▶ PROBLEM DETAILS: Taking the lines below one at a time, count those with the string "BoardError" and give the result alone.

▶ GIVEN RECORDS:
== == ==

use super::*;
use crate::error::BoardError;
use crate::frames::FrameTable;

#[test]
fn test_stone_opponent() {
    assert_eq!(Stone::Black.opponent(), Stone::White);
    assert_eq!(Stone::White.opponent(), Stone::Black);
    assert_eq!(Stone::Empty.opponent(), Stone::Empty);
}

#[test]
#[should_panic]
fn test_empty_stone_has_no_index() {
    let _ = Stone::Empty.index();
}

#[test]
fn test_pos_conversion() {
    let pos = Pos::new(9, 9); // Center
    assert_eq!(pos.to_index(), 180);
    assert_eq!(Pos::from_index(180), pos);
    assert_eq!(Pos::CENTER, pos);
}

#[test]
fn test_pos_validity() {
    assert!(Pos::is_valid(0, 0));
    assert!(Pos::is_valid(18, 18));
    assert!(!Pos::is_valid(-1, 0));
    assert!(!Pos::is_valid(0, 19));
    assert!(!Pos { row: 19, col: 0 }.in_bounds());
}

#[test]
fn test_board_constants() {
    assert_eq!(BOARD_SIZE, 19);
    assert_eq!(TOTAL_CELLS, 361);
    assert_eq!(WIN_LENGTH, 5);
}

#[test]
fn test_pos_ordering() {
    assert!(Pos::new(0, 0) < Pos::new(0, 1));
    assert!(Pos::new(0, 1) < Pos::new(1, 0));
}

#[test]
fn test_pos_step_and_center_distance() {
    let pos = Pos::new(2, 2);
    assert_eq!(pos.step(Direction::DiagonalDown, 2), Some(Pos::new(0, 4)));
    assert_eq!(pos.step(Direction::DiagonalDown, 3), None);
    assert_eq!(pos.step(Direction::Vertical, -2), Some(Pos::new(0, 2)));
    assert_eq!(Pos::CENTER.center_distance(), 0);
    assert_eq!(Pos::new(0, 18).center_distance(), 9);
}

#[test]
fn test_direction_symbols() {
    for dir in Direction::ALL {
        assert_eq!(Direction::from_symbol(dir.symbol()), Some(dir));
    }
    assert_eq!(Direction::from_symbol('x'), None);
}

#[test]
fn test_occupy_reports_covering_frames() {
    let table = FrameTable::new();
    let mut board = Board::new(&table);

    let frames = board
        .occupy(Pos::CENTER, Stone::Black, &table)
        .expect("empty cell");
    assert_eq!(frames.len(), 20);
    assert_eq!(board.get(Pos::CENTER), Stone::Black);
    assert_eq!(board.moves(), &[Pos::CENTER]);
}

#[test]
fn test_occupy_rejects_bad_moves_without_change() {
    let table = FrameTable::new();
    let mut board = Board::new(&table);
    board.occupy(Pos::CENTER, Stone::Black, &table).unwrap();
    let before = board.clone();

    assert_eq!(
        board.occupy(Pos::CENTER, Stone::White, &table),
        Err(BoardError::Occupied(Pos::CENTER))
    );
    assert_eq!(
        board.occupy(Pos { row: 0, col: 19 }, Stone::White, &table),
        Err(BoardError::OutOfBounds { row: 0, col: 19 })
    );
    assert_eq!(
        board.occupy(Pos::new(0, 0), Stone::Empty, &table),
        Err(BoardError::NoColor)
    );
    assert_eq!(board, before);
}

#[test]
fn test_rollback_restores_cell() {
    let table = FrameTable::new();
    let mut board = Board::new(&table);
    let fresh = board.clone();

    board.occupy(Pos::new(3, 4), Stone::White, &table).unwrap();
    let (pos, stone, frames) = board.rollback(&table).expect("one move logged");
    assert_eq!(pos, Pos::new(3, 4));
    assert_eq!(stone, Stone::White);
    assert!(!frames.is_empty());
    assert_eq!(board, fresh);
    assert!(board.rollback(&table).is_none());
}

#[test]
fn test_cells_hold_anchored_frames() {
    let table = FrameTable::new();
    let board = Board::new(&table);
    let cell = board.cell(Pos::new(0, 0));
    assert!(cell.frames[Direction::Horizontal.index()].is_some());
    assert!(cell.frames[Direction::DiagonalDown.index()].is_none());
}

#[test]
fn test_initialize_clears_everything() {
    let table = FrameTable::new();
    let mut board = Board::new(&table);
    board.occupy(Pos::new(1, 1), Stone::Black, &table).unwrap();
    board.set_value(
        Pos::new(1, 2),
        Stone::White,
        CellValue {
            score: 7,
            level: 2,
            nforce: 1,
        },
    );

    board.initialize();
    assert_eq!(board, Board::new(&table));
    assert_eq!(board.empty_cells().count(), TOTAL_CELLS);
}

#[test]
fn test_display_marks_stones() {
    let table = FrameTable::new();
    let mut board = Board::new(&table);
    board.occupy(Pos::new(18, 0), Stone::Black, &table).unwrap();
    board.occupy(Pos::new(18, 1), Stone::White, &table).unwrap();

    let text = board.to_string();
    let top_row = text.lines().nth(1).expect("row 19");
    assert!(top_row.starts_with("19  X O ."));
}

== == ==

▶ EXERCISE RESULT: 4